▶ **WHAT TO WORK ON**
Transcribe the following records in full, exactly as shown.

Collected data

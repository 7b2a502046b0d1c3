//! Error handling module
//!
//! Provides unified error types and handling for the entire application.

use axum::{
    http::StatusCode,
    response::{IntoResponse, Response},
    Json,
};
use serde::Serialize;
use thiserror::Error;
use tracing::error;

/// Application-wide error type
#[derive(Error, Debug)]
pub enum AppError {
    #[error("Database error: {0}")]
    Database(#[from] tokio_postgres::Error),

    #[error("Pool error: {0}")]
    Pool(#[from] deadpool_postgres::PoolError),

    #[error("Validation error: {0}")]
    Validation(String),

    #[error("Not found: {0}")]
    NotFound(String),

    #[error("Conflict: {0}")]
    Conflict(String),

    #[error("Bad request: {0}")]
    BadRequest(String),

    #[error("Unauthorized: {0}")]
    Unauthorized(String),

    #[error("Forbidden operation: {0}")]
    Forbidden(String),

    #[error("Invitation invalid or already accepted")]
    InvitationInvalid,

    #[error("Internal error: {0}")]
    Internal(String),

    #[error("Configuration error: {0}")]
    Config(String),
}

impl AppError {
    /// HTTP status the error is reported with
    pub fn status(&self) -> StatusCode {
        match self {
            AppError::Database(_) | AppError::Internal(_) | AppError::Config(_) => {
                StatusCode::INTERNAL_SERVER_ERROR
            }
            AppError::Pool(_) => StatusCode::SERVICE_UNAVAILABLE,
            AppError::Validation(_) | AppError::BadRequest(_) | AppError::InvitationInvalid => {
                StatusCode::BAD_REQUEST
            }
            AppError::NotFound(_) => StatusCode::NOT_FOUND,
            AppError::Conflict(_) => StatusCode::CONFLICT,
            AppError::Unauthorized(_) => StatusCode::UNAUTHORIZED,
            AppError::Forbidden(_) => StatusCode::FORBIDDEN,
        }
    }
}

/// Error response structure
#[derive(Serialize)]
pub struct ErrorResponse {
    pub success: bool,
    pub message: String,
    #[serde(skip_serializing_if = "Option::is_none")]
    pub error: Option<String>,
    #[serde(skip_serializing_if = "Option::is_none")]
    pub code: Option<String>,
}

impl IntoResponse for AppError {
    fn into_response(self) -> Response {
        let status = self.status();
        let (error_code, message, details) = match &self {
            AppError::Database(e) => {
                error!("Database error: {:?}", e);
                (
                    "DATABASE_ERROR",
                    "A database error occurred".to_string(),
                    Some(e.to_string()),
                )
            }
            AppError::Pool(e) => {
                error!("Pool error: {:?}", e);
                (
                    "POOL_EXHAUSTED",
                    "Database connection pool exhausted".to_string(),
                    Some(e.to_string()),
                )
            }
            AppError::Validation(msg) => ("VALIDATION_ERROR", msg.clone(), None),
            AppError::NotFound(msg) => ("NOT_FOUND", msg.clone(), None),
            AppError::Conflict(msg) => ("CONFLICT", msg.clone(), None),
            AppError::BadRequest(msg) => ("BAD_REQUEST", msg.clone(), None),
            AppError::Unauthorized(msg) => ("UNAUTHORIZED", msg.clone(), None),
            AppError::Forbidden(msg) => ("FORBIDDEN_OPERATION", msg.clone(), None),
            AppError::InvitationInvalid => ("INVITATION_INVALID", self.to_string(), None),
            AppError::Internal(msg) => {
                error!("Internal error: {}", msg);
                (
                    "INTERNAL_ERROR",
                    "An internal error occurred".to_string(),
                    Some(msg.clone()),
                )
            }
            AppError::Config(msg) => {
                error!("Configuration error: {}", msg);
                (
                    "CONFIG_ERROR",
                    "A configuration error occurred".to_string(),
                    Some(msg.clone()),
                )
            }
        };

        let body = Json(ErrorResponse {
            success: false,
            message,
            error: details,
            code: Some(error_code.to_string()),
        });

        (status, body).into_response()
    }
}

/// Result type alias for API handlers
pub type ApiResult<T> = Result<T, AppError>;

/// Helper function to create a validation error
pub fn validation_error(msg: impl Into<String>) -> AppError {
    AppError::Validation(msg.into())
}

/// Helper function to create a not found error
pub fn not_found_error(msg: impl Into<String>) -> AppError {
    AppError::NotFound(msg.into())
}

/// Helper function to create a forbidden-operation error
pub fn forbidden_error(msg: impl Into<String>) -> AppError {
    AppError::Forbidden(msg.into())
}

▶ **OUTPUT FOR THIS TASK**
repository 7b2a502046b0d1c3
//! Error handling module
//!
//! Provides unified error types and handling for the entire application.

use axum::{
    http::StatusCode,
    response::{IntoResponse, Response},
    Json,
};
use serde::Serialize;
use thiserror::Error;
use tracing::error;

/// Application-wide error type
#[derive(Error, Debug)]
pub enum AppError {
    #[error("Database error: {0}")]
    Database(#[from] tokio_postgres::Error),

    #[error("Pool error: {0}")]
    Pool(#[from] deadpool_postgres::PoolError),

    #[error("Validation error: {0}")]
    Validation(String),

    #[error("Not found: {0}")]
    NotFound(String),

    #[error("Conflict: {0}")]
    Conflict(String),

    #[error("Bad request: {0}")]
    BadRequest(String),

    #[error("Unauthorized: {0}")]
    Unauthorized(String),

    #[error("Forbidden operation: {0}")]
    Forbidden(String),

    #[error("Invitation invalid or already accepted")]
    InvitationInvalid,

    #[error("Internal error: {0}")]
    Internal(String),

    #[error("Configuration error: {0}")]
    Config(String),
}

impl AppError {
    /// HTTP status the error is reported with
    pub fn status(&self) -> StatusCode {
        match self {
            AppError::Database(_) | AppError::Internal(_) | AppError::Config(_) => {
                StatusCode::INTERNAL_SERVER_ERROR
            }
            AppError::Pool(_) => StatusCode::SERVICE_UNAVAILABLE,
            AppError::Validation(_) | AppError::BadRequest(_) | AppError::InvitationInvalid => {
                StatusCode::BAD_REQUEST
            }
            AppError::NotFound(_) => StatusCode::NOT_FOUND,
            AppError::Conflict(_) => StatusCode::CONFLICT,
            AppError::Unauthorized(_) => StatusCode::UNAUTHORIZED,
            AppError::Forbidden(_) => StatusCode::FORBIDDEN,
        }
    }
}

/// Error response structure
#[derive(Serialize)]
pub struct ErrorResponse {
    pub success: bool,
    pub message: String,
    #[serde(skip_serializing_if = "Option::is_none")]
    pub error: Option<String>,
    #[serde(skip_serializing_if = "Option::is_none")]
    pub code: Option<String>,
}

impl IntoResponse for AppError {
    fn into_response(self) -> Response {
        let status = self.status();
        let (error_code, message, details) = match &self {
            AppError::Database(e) => {
                error!("Database error: {:?}", e);
                (
                    "DATABASE_ERROR",
                    "A database error occurred".to_string(),
                    Some(e.to_string()),
                )
            }
            AppError::Pool(e) => {
                error!("Pool error: {:?}", e);
                (
                    "POOL_EXHAUSTED",
                    "Database connection pool exhausted".to_string(),
                    Some(e.to_string()),
                )
            }
            AppError::Validation(msg) => ("VALIDATION_ERROR", msg.clone(), None),
            AppError::NotFound(msg) => ("NOT_FOUND", msg.clone(), None),
            AppError::Conflict(msg) => ("CONFLICT", msg.clone(), None),
            AppError::BadRequest(msg) => ("BAD_REQUEST", msg.clone(), None),
            AppError::Unauthorized(msg) => ("UNAUTHORIZED", msg.clone(), None),
            AppError::Forbidden(msg) => ("FORBIDDEN_OPERATION", msg.clone(), None),
            AppError::InvitationInvalid => ("INVITATION_INVALID", self.to_string(), None),
            AppError::Internal(msg) => {
                error!("Internal error: {}", msg);
                (
                    "INTERNAL_ERROR",
                    "An internal error occurred".to_string(),
                    Some(msg.clone()),
                )
            }
            AppError::Config(msg) => {
                error!("Configuration error: {}", msg);
                (
                    "CONFIG_ERROR",
                    "A configuration error occurred".to_string(),
                    Some(msg.clone()),
                )
            }
        };

        let body = Json(ErrorResponse {
            success: false,
            message,
            error: details,
            code: Some(error_code.to_string()),
        });

        (status, body).into_response()
    }
}

/// Result type alias for API handlers
pub type ApiResult<T> = Result<T, AppError>;

/// Helper function to create a validation error
pub fn validation_error(msg: impl Into<String>) -> AppError {
    AppError::Validation(msg.into())
}

/// Helper function to create a not found error
pub fn not_found_error(msg: impl Into<String>) -> AppError {
    AppError::NotFound(msg.into())
}

/// Helper function to create a forbidden-operation error
pub fn forbidden_error(msg: impl Into<String>) -> AppError {
    AppError::Forbidden(msg.into())
}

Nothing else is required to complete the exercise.